I am continuing my road in the French DBpedia Chapter universe, and the new stage to cross is today about hosting the DBpedia Live process.
This one needs three services for operating:
- a virtuoso database, that could be based on https://github.com/dbpedia/virtuoso-sparql-endpoint-quickstart but customized by creating graphs and subgraphs via these commands
- the extraction framework
- the live-mirror
The extraction framework allows producing the changesets needed by the live-mirror for populating the virtuoso.
Before talking about it, i wanted to ask you a question about the changesets, the dumps were available here: Index of /live/changesets/.
- Is there a particular reason why you no longer provide these datadumps ?
Now going back on the live part of the application framework, i have to notify that a lot of packages need to be updated in the mvn dependencies, i list it here (i could open issues if you judge it useful) :
- socket.io-java-client is not more available on , but as the lib is available on https://github.com/fatshotty/socket.io-java-client, it is still possible to Jitpack it
- mysql-connector-java if you are working like me with a version 8 of mysql
- fasterxml.Jackson.core from 2.5 to 2.9.8
- jackson-module-scala_2.11 Version : 2.5.2 to 2.9.8
So after these updates, it is possible to follow the instructions of the DBpedia dev bible.

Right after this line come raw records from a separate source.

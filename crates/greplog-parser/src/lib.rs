//! # greplog-parser
//!
//! Text-level parsing for the greplog log cruncher.
//!
//! - **Event lines**: the `HH:MM:SS.mmm SEVERITY message` shape, plus the
//!   day-of-file resolution that turns a time of day into a full timestamp
//! - **Crunch configuration**: the marker-guarded, line-oriented pattern file
//! - **Suggestions**: regexes scraped from slf4j-style logging call-sites
//!
//! ## Quick Start
//!
//! ```rust
//! use greplog_parser::{EventLine, Severity, parse_config_str};
//!
//! let config = parse_config_str("greplogconfig\nloglevel = INFO\ndisk full on (\\S+)\n").unwrap();
//! assert_eq!(config.severity_threshold, Severity::Info);
//! assert_eq!(config.patterns.len(), 1);
//!
//! let line = EventLine::parse("01:02:03.456 ERROR disk full on /dev/sda").unwrap();
//! let event = line.resolve("2023-05-01").unwrap();
//! assert_eq!(event.severity, Severity::Error);
//! assert_eq!(event.message, "disk full on /dev/sda");
//! ```

pub mod config;
pub mod error;
pub mod event;
pub mod severity;
pub mod suggest;

pub use config::{CrunchConfig, parse_config_file, parse_config_str};
pub use error::{ParserError, Result};
pub use event::{EventLine, LogEvent, compose_timestamp, day_from_filename};
pub use severity::Severity;
pub use suggest::{SUGGEST_HEADER, SourceScanner, Suggestion, render_block, scan_source};
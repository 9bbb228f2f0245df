//! End-of-run listings of the metric table.
//!
//! Two orderings are produced: by descending count (ties broken by label),
//! and alphabetically by label. Both render each entry as
//! `"<metric> = <label>"`.

use std::io;

use chrono::NaiveDateTime;
use serde::Serialize;

use crate::aggregator::{Aggregator, MetricTable};
use crate::io::Sink;
use crate::metric::{Metric, Rates};

/// Width of the `=` banner framing each section title.
pub const BANNER_WIDTH: usize = 45;

pub const FREQUENCY_TITLE: &str = "BY FREQUENCY";
pub const ALPHABETIC_TITLE: &str = "ALPHABETIC";

/// One row of a report.
#[derive(Debug, Clone, Serialize)]
pub struct MetricSummary {
    pub label: String,
    pub count: u64,
    pub first_seen: Option<NaiveDateTime>,
    pub last_seen: Option<NaiveDateTime>,
    pub rates: Option<Rates>,
    /// The metric's text rendering.
    pub rendered: String,
}

impl MetricSummary {
    fn new(label: &str, metric: &Metric) -> Self {
        MetricSummary {
            label: label.to_string(),
            count: metric.count(),
            first_seen: metric.first_seen(),
            last_seen: metric.last_seen(),
            rates: metric.rates(),
            rendered: metric.render(),
        }
    }

    /// `"<metric> = <label>"`.
    pub fn line(&self) -> String {
        format!("{} = {}", self.rendered, self.label)
    }
}

/// Both sorted views of a finished run.
#[derive(Debug, Clone, Serialize)]
pub struct Report {
    pub line_count: u64,
    pub by_frequency: Vec<MetricSummary>,
    pub alphabetic: Vec<MetricSummary>,
}

impl Report {
    pub fn build(line_count: u64, table: &MetricTable) -> Self {
        Report {
            line_count,
            by_frequency: summarize(by_frequency(table)),
            alphabetic: summarize(alphabetic(table)),
        }
    }

    pub fn from_aggregator(aggregator: &Aggregator) -> Self {
        Self::build(aggregator.line_count(), aggregator.metrics())
    }

    /// Emit the text report: line count, then both framed sections.
    pub fn render<S: Sink + ?Sized>(&self, sink: &mut S) -> io::Result<()> {
        sink.emit(&format!("Line count: {}", self.line_count))?;
        render_section(sink, FREQUENCY_TITLE, &self.by_frequency)?;
        render_section(sink, ALPHABETIC_TITLE, &self.alphabetic)
    }

    /// The text report as a list of lines.
    pub fn to_lines(&self) -> Vec<String> {
        let mut lines: Vec<String> = Vec::new();
        // Writing into a Vec cannot fail.
        let _ = self.render(&mut lines);
        lines
    }
}

fn render_section<S: Sink + ?Sized>(
    sink: &mut S,
    title: &str,
    rows: &[MetricSummary],
) -> io::Result<()> {
    let banner = "=".repeat(BANNER_WIDTH);
    sink.emit(&banner)?;
    sink.emit(&centered(title))?;
    sink.emit(&banner)?;
    for row in rows {
        sink.emit(&row.line())?;
    }
    Ok(())
}

fn summarize(entries: Vec<(&String, &Metric)>) -> Vec<MetricSummary> {
    entries
        .into_iter()
        .map(|(label, metric)| MetricSummary::new(label, metric))
        .collect()
}

/// Left-pad `title` so it sits in the middle of the banner.
fn centered(title: &str) -> String {
    let pad = BANNER_WIDTH.saturating_sub(title.len()) / 2;
    format!("{}{title}", " ".repeat(pad))
}

/// Entries by descending count; equal counts by ascending label.
pub fn by_frequency(table: &MetricTable) -> Vec<(&String, &Metric)> {
    let mut entries: Vec<_> = table.iter().collect();
    entries.sort_by(|(la, ma), (lb, mb)| mb.cmp(ma).then_with(|| la.cmp(lb)));
    entries
}

/// Entries by ascending label.
pub fn alphabetic(table: &MetricTable) -> Vec<(&String, &Metric)> {
    let mut entries: Vec<_> = table.iter().collect();
    entries.sort_by(|(la, _), (lb, _)| la.cmp(lb));
    entries
}
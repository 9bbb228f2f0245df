use thiserror::Error;

/// Errors that can occur while parsing greplog inputs.
#[derive(Debug, Error)]
pub enum ParserError {
    #[error("Config is missing the \"greplogconfig\" marker line")]
    MissingMarker,

    #[error("Invalid date '{0}'")]
    InvalidDate(String),

    #[error("Invalid time of day '{0}'")]
    InvalidTime(String),

    #[error("IO error: {0}")]
    Io(#[from] std::io::Error),
}

pub type Result<T> = std::result::Result<T, ParserError>;
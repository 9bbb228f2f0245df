//! Ordered, first-match-wins pattern evaluation.
//!
//! Each configured pattern is compiled once. For every message the patterns
//! are tried in configured order with unanchored search; the first hit
//! decides the labels and no later pattern is consulted.

use greplog_parser::Severity;
use regex::Regex;

use crate::error::{EvalError, Result};

/// Separator between a base label and its captured values.
pub const GROUP_SEPARATOR: &str = " ==> ";

/// Prefix of labels counting messages that matched no pattern.
pub const NOMATCH_PREFIX: &str = "nomatch :: ";

/// A compiled pattern along with the source text used in its labels.
#[derive(Debug, Clone)]
pub struct CompiledPattern {
    source: String,
    regex: Regex,
}

impl CompiledPattern {
    pub fn new(source: &str) -> Result<Self> {
        let regex = Regex::new(source).map_err(|e| EvalError::InvalidRegex {
            pattern: source.to_string(),
            source: e,
        })?;
        Ok(CompiledPattern {
            source: source.to_string(),
            regex,
        })
    }

    pub fn source(&self) -> &str {
        &self.source
    }

    /// Number of capture groups, not counting the implicit whole match.
    pub fn group_count(&self) -> usize {
        self.regex.captures_len() - 1
    }
}

/// The labels produced by evaluating one message.
#[derive(Debug, Clone, PartialEq, Eq)]
pub struct Evaluation {
    /// Whether any pattern matched.
    pub matched: bool,
    /// Labels to tick, in order. Empty for an uncounted non-match.
    pub labels: Vec<String>,
}

/// An ordered list of compiled patterns.
#[derive(Debug, Clone, Default)]
pub struct PatternSet {
    patterns: Vec<CompiledPattern>,
}

impl PatternSet {
    /// Compile `sources` in order. The first invalid regex aborts the build.
    pub fn compile<I, S>(sources: I) -> Result<Self>
    where
        I: IntoIterator<Item = S>,
        S: AsRef<str>,
    {
        let patterns = sources
            .into_iter()
            .map(|s| CompiledPattern::new(s.as_ref()))
            .collect::<Result<Vec<_>>>()?;
        Ok(PatternSet { patterns })
    }

    pub fn len(&self) -> usize {
        self.patterns.len()
    }

    pub fn is_empty(&self) -> bool {
        self.patterns.is_empty()
    }

    pub fn patterns(&self) -> &[CompiledPattern] {
        &self.patterns
    }

    /// Evaluate `message` logged at `severity`.
    ///
    /// On the first matching pattern the base label `"<SEVERITY> <pattern>"`
    /// is produced, followed by a group-qualified label when the pattern has
    /// capture groups. When nothing matches and `count_non_matches` is set, a
    /// single `"nomatch :: <SEVERITY> <message>"` label is produced.
    pub fn evaluate(&self, message: &str, severity: Severity, count_non_matches: bool) -> Evaluation {
        for pattern in &self.patterns {
            let Some(caps) = pattern.regex.captures(message) else {
                continue;
            };

            let base = base_label(severity, pattern.source());
            let qualified = (pattern.group_count() > 0).then(|| {
                let groups = caps.iter().skip(1).map(|g| g.map(|m| m.as_str()));
                qualified_label(&base, groups)
            });
            let mut labels = vec![base];
            labels.extend(qualified);
            return Evaluation {
                matched: true,
                labels,
            };
        }

        let labels = if count_non_matches {
            vec![nomatch_label(severity, message)]
        } else {
            Vec::new()
        };
        Evaluation {
            matched: false,
            labels,
        }
    }
}

/// `"<SEVERITY> <pattern source>"`.
pub fn base_label(severity: Severity, source: &str) -> String {
    format!("{severity} {source}")
}

/// Append each captured value as `" (( value )) "` after `" ==> "`.
///
/// Groups that did not participate in the match render as an empty value.
pub fn qualified_label<'a>(base: &str, groups: impl IntoIterator<Item = Option<&'a str>>) -> String {
    let mut label = String::with_capacity(base.len() + 32);
    label.push_str(base);
    label.push_str(GROUP_SEPARATOR);
    for group in groups {
        label.push_str(" (( ");
        label.push_str(group.unwrap_or_default());
        label.push_str(" )) ");
    }
    label
}

/// `"nomatch :: <SEVERITY> <message>"`.
pub fn nomatch_label(severity: Severity, message: &str) -> String {
    format!("{NOMATCH_PREFIX}{severity} {message}")
}
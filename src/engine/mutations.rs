use tokio::sync::oneshot;
use ulid::Ulid;

use crate::catalog;
use crate::limits::*;
use crate::model::*;

use super::conflict::{conflicts_on, validate_schedule, validate_text};
use super::{Engine, EngineError, WalCommand};

impl Engine {
    /// Create a booking. The conflict check and the insert run under one
    /// held project write lock, so two concurrent creates for the same
    /// project serialize and the loser sees the winner's booking.
    pub async fn create_booking(&self, req: BookingRequest) -> Result<Booking, EngineError> {
        validate_schedule(
            req.scheduled_date,
            req.start_minute,
            req.duration_min
                .unwrap_or(catalog::profile(req.service).default_duration_min),
        )?;
        if req.project_id.is_empty() || req.project_id.len() > MAX_NAME_LEN {
            return Err(EngineError::LimitExceeded("project id length"));
        }
        if req.provider_id.len() > MAX_NAME_LEN || req.provider_name.len() > MAX_NAME_LEN {
            return Err(EngineError::LimitExceeded("provider field length"));
        }
        validate_text(&req.location, "location too long")?;
        if let Some(ref instructions) = req.instructions {
            validate_text(instructions, "instructions too long")?;
        }
        if let Some(ref details) = req.details {
            validate_text(details, "details too long")?;
        }
        if !req.estimated_cost.is_finite() || req.estimated_cost < 0.0 || req.estimated_cost > MAX_COST
        {
            return Err(EngineError::LimitExceeded("estimated cost out of range"));
        }

        let id = req.id.unwrap_or_else(Ulid::new);
        if self.booking_to_project.contains_key(&id) {
            return Err(EngineError::AlreadyExists(id));
        }
        let duration_min = req
            .duration_min
            .unwrap_or(catalog::profile(req.service).default_duration_min);

        let ps = self.get_or_create_project(&req.project_id)?;
        let mut guard = ps.write().await;
        if guard.bookings.len() >= MAX_BOOKINGS_PER_PROJECT {
            return Err(EngineError::LimitExceeded("too many bookings on project"));
        }

        let span = DaySpan::new(req.start_minute, req.start_minute + duration_min);
        let clashes = conflicts_on(&guard, req.scheduled_date, &span);
        if !clashes.is_empty() {
            metrics::counter!(crate::observability::BOOKING_CONFLICTS_TOTAL).increment(1);
            return Err(EngineError::Conflict(
                clashes.iter().map(|b| b.id).collect(),
            ));
        }

        let booking = Booking {
            id,
            project_id: req.project_id,
            service: req.service,
            provider_id: req.provider_id,
            provider_name: req.provider_name,
            details: req.details,
            scheduled_date: req.scheduled_date,
            start_minute: req.start_minute,
            duration_min,
            location: req.location,
            instructions: req.instructions,
            estimated_cost: req.estimated_cost,
            actual_cost: None,
            status: BookingStatus::Pending,
            completion_notes: None,
            rating: None,
            review: None,
        };
        let event = Event::BookingCreated {
            booking: booking.clone(),
        };
        self.persist_and_apply(&mut guard, &event).await?;
        Ok(booking)
    }

    /// Change a booking's status. `completed` and `cancelled` are terminal:
    /// any transition out of them is rejected. Other transitions are not
    /// restricted. `actual_cost` may be recorded alongside completion.
    pub async fn update_booking_status(
        &self,
        id: Ulid,
        status: BookingStatus,
        notes: Option<String>,
        actual_cost: Option<f64>,
    ) -> Result<(), EngineError> {
        if let Some(ref n) = notes {
            validate_text(n, "notes too long")?;
        }
        if let Some(cost) = actual_cost
            && (!cost.is_finite() || cost < 0.0 || cost > MAX_COST) {
                return Err(EngineError::LimitExceeded("actual cost out of range"));
            }

        let mut guard = self.resolve_booking_write(&id).await?;
        let current = guard.find(id).ok_or(EngineError::NotFound(id))?;
        if current.status.is_terminal() {
            return Err(EngineError::TerminalStatus {
                id,
                status: current.status,
            });
        }

        let event = Event::BookingStatusChanged {
            id,
            project_id: guard.project_id.clone(),
            status,
            notes,
            actual_cost,
        };
        self.persist_and_apply(&mut guard, &event).await
    }

    /// Cancel a booking, recording the reason in its completion notes.
    /// No cascading cleanup of dependent bookings.
    pub async fn cancel_booking(&self, id: Ulid, reason: String) -> Result<(), EngineError> {
        validate_text(&reason, "reason too long")?;

        let mut guard = self.resolve_booking_write(&id).await?;
        let current = guard.find(id).ok_or(EngineError::NotFound(id))?;
        if current.status.is_terminal() {
            return Err(EngineError::TerminalStatus {
                id,
                status: current.status,
            });
        }

        let event = Event::BookingCancelled {
            id,
            project_id: guard.project_id.clone(),
            reason,
        };
        self.persist_and_apply(&mut guard, &event).await
    }

    /// Attach a rating and review. Allowed in any status.
    pub async fn add_booking_review(
        &self,
        id: Ulid,
        rating: u8,
        review: String,
    ) -> Result<(), EngineError> {
        if !(MIN_RATING..=MAX_RATING).contains(&rating) {
            return Err(EngineError::LimitExceeded("rating out of range"));
        }
        validate_text(&review, "review too long")?;

        let mut guard = self.resolve_booking_write(&id).await?;
        if guard.find(id).is_none() {
            return Err(EngineError::NotFound(id));
        }

        let event = Event::BookingReviewed {
            id,
            project_id: guard.project_id.clone(),
            rating,
            review,
        };
        self.persist_and_apply(&mut guard, &event).await
    }

    /// Rewrite the WAL with one `BookingCreated` per booking — each record
    /// carries its full current state, so no other events are needed.
    pub async fn compact_wal(&self) -> Result<(), EngineError> {
        let mut events = Vec::new();
        let project_ids: Vec<String> = self.state.iter().map(|e| e.key().clone()).collect();
        for id in project_ids {
            let Some(ps) = self.get_project(&id) else {
                continue;
            };
            let guard = ps.read().await;
            for booking in &guard.bookings {
                events.push(Event::BookingCreated {
                    booking: booking.clone(),
                });
            }
        }

        let (tx, rx) = oneshot::channel();
        self.wal_tx
            .send(WalCommand::Compact {
                events,
                response: tx,
            })
            .await
            .map_err(|_| EngineError::WalError("WAL writer shut down".into()))?;
        rx.await
            .map_err(|_| EngineError::WalError("WAL writer dropped response".into()))?
            .map_err(|e| EngineError::WalError(e.to_string()))
    }

    pub async fn wal_appends_since_compact(&self) -> u64 {
        let (tx, rx) = oneshot::channel();
        if self
            .wal_tx
            .send(WalCommand::AppendsSinceCompact { response: tx })
            .await
            .is_err()
        {
            return 0;
        }
        rx.await.unwrap_or(0)
    }
}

http://dev.dbpedia.org/DBpedia_Live_Continuous_Extraction
But… i think that the documentation can be more explicit on how to configure it.
In fact when i read your paper of 2017 i understood that the “update stream” mechanism was caught first by the IOA technology, and the choice was made to migrate it to the RCstream technology.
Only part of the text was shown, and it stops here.